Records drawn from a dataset
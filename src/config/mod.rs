//! Configuration loading and validation.

use serde::{Deserialize, Serialize};
use std::collections::BTreeMap;
use std::path::Path;
use thiserror::Error;

use crate::calculate::{archetypes, Archetype, ARCHETYPES, DEFAULT_DEGENERATE_PERCENTILE};
use crate::coerce::DEFAULT_MIN_MINUTES;
use crate::leagues::{LeagueNameFixes, DEFAULT_FALLBACK_POWER};

/// Configuration errors.
#[derive(Debug, Error)]
pub enum ConfigError {
    #[error("Failed to read config file: {0}")]
    ReadError(#[from] std::io::Error),

    #[error("Failed to parse config: {0}")]
    ParseError(#[from] toml::de::Error),

    #[error("Invalid configuration: {0}")]
    ValidationError(String),
}

/// Row filtering and scoring settings.
#[derive(Debug, Clone, Serialize, Deserialize)]
pub struct PipelineConfig {
    /// Rows with fewer minutes played are dropped before scoring
    #[serde(default = "default_min_minutes")]
    pub min_minutes: f64,

    /// Percentile used when every eligible adjusted rating is equal
    #[serde(default = "default_degenerate_percentile")]
    pub degenerate_percentile: f64,

    /// Archetypes to score, by name. Empty means all built-ins.
    #[serde(default)]
    pub archetypes: Vec<String>,
}

fn default_min_minutes() -> f64 {
    DEFAULT_MIN_MINUTES
}

fn default_degenerate_percentile() -> f64 {
    DEFAULT_DEGENERATE_PERCENTILE
}

impl Default for PipelineConfig {
    fn default() -> Self {
        Self {
            min_minutes: default_min_minutes(),
            degenerate_percentile: default_degenerate_percentile(),
            archetypes: Vec::new(),
        }
    }
}

/// League naming and power settings.
#[derive(Debug, Clone, Serialize, Deserialize)]
pub struct LeaguesConfig {
    /// Power rating for divisions missing from the power table
    #[serde(default = "default_fallback_power")]
    pub fallback_power: f64,

    /// Extra raw → canonical division name fixes
    #[serde(default)]
    pub name_fixes: BTreeMap<String, String>,

    /// Power ratings used when no sheet is given; a sheet overrides these
    #[serde(default)]
    pub power: BTreeMap<String, f64>,
}

fn default_fallback_power() -> f64 {
    DEFAULT_FALLBACK_POWER
}

impl Default for LeaguesConfig {
    fn default() -> Self {
        Self {
            fallback_power: default_fallback_power(),
            name_fixes: BTreeMap::new(),
            power: BTreeMap::new(),
        }
    }
}

/// Main application configuration.
#[derive(Debug, Clone, Default, Serialize, Deserialize)]
pub struct AppConfig {
    #[serde(default)]
    pub pipeline: PipelineConfig,

    #[serde(default)]
    pub leagues: LeaguesConfig,
}

impl AppConfig {
    /// Load configuration from a TOML file.
    pub fn from_file(path: &Path) -> Result<Self, ConfigError> {
        let contents = std::fs::read_to_string(path)?;
        Self::from_toml(&contents)
    }

    /// Parse and validate configuration from TOML text.
    pub fn from_toml(contents: &str) -> Result<Self, ConfigError> {
        let config: AppConfig = toml::from_str(contents)?;
        config.validate()?;
        Ok(config)
    }

    /// Validate the configuration.
    pub fn validate(&self) -> Result<(), ConfigError> {
        if !self.pipeline.min_minutes.is_finite() || self.pipeline.min_minutes < 0.0 {
            return Err(ConfigError::ValidationError(
                "min_minutes must be a non-negative number".to_string(),
            ));
        }

        if !(0.0..=1.0).contains(&self.pipeline.degenerate_percentile) {
            return Err(ConfigError::ValidationError(
                "degenerate_percentile must be between 0 and 1".to_string(),
            ));
        }

        if !self.leagues.fallback_power.is_finite() || self.leagues.fallback_power < 0.0 {
            return Err(ConfigError::ValidationError(
                "fallback_power must be a non-negative number".to_string(),
            ));
        }

        if let Some((league, _)) = self
            .leagues
            .power
            .iter()
            .find(|(_, power)| !power.is_finite())
        {
            return Err(ConfigError::ValidationError(format!(
                "power rating for '{}' must be a finite number",
                league
            )));
        }

        if let Some(unknown) = self
            .pipeline
            .archetypes
            .iter()
            .find(|name| archetypes::find(name).is_none())
        {
            return Err(ConfigError::ValidationError(format!(
                "unknown archetype '{}'",
                unknown
            )));
        }

        Ok(())
    }

    /// The archetypes this configuration scores, in registry order.
    pub fn selected_archetypes(&self) -> Vec<Archetype> {
        ARCHETYPES
            .iter()
            .filter(|a| {
                self.pipeline.archetypes.is_empty()
                    || self.pipeline.archetypes.iter().any(|n| n == a.name)
            })
            .copied()
            .collect()
    }

    /// Built-in division name fixes extended with the configured ones.
    pub fn name_fixes(&self) -> LeagueNameFixes {
        let mut fixes = LeagueNameFixes::builtin();
        fixes.extend(self.leagues.name_fixes.clone());
        fixes
    }
}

_ASSIGNMENT_
Starting at the first line of the records above, please copy each line exactly until you reach the line containing "to read config". Include that line and stop there.

_WRITTEN SOLUTION_
filename src/config/mod.rs
//! Configuration loading and validation.

use serde::{Deserialize, Serialize};
use std::collections::BTreeMap;
use std::path::Path;
use thiserror::Error;

use crate::calculate::{archetypes, Archetype, ARCHETYPES, DEFAULT_DEGENERATE_PERCENTILE};
use crate::coerce::DEFAULT_MIN_MINUTES;
use crate::leagues::{LeagueNameFixes, DEFAULT_FALLBACK_POWER};

/// Configuration errors.
#[derive(Debug, Error)]
pub enum ConfigError {
    #[error("Failed to read config file: {0}")]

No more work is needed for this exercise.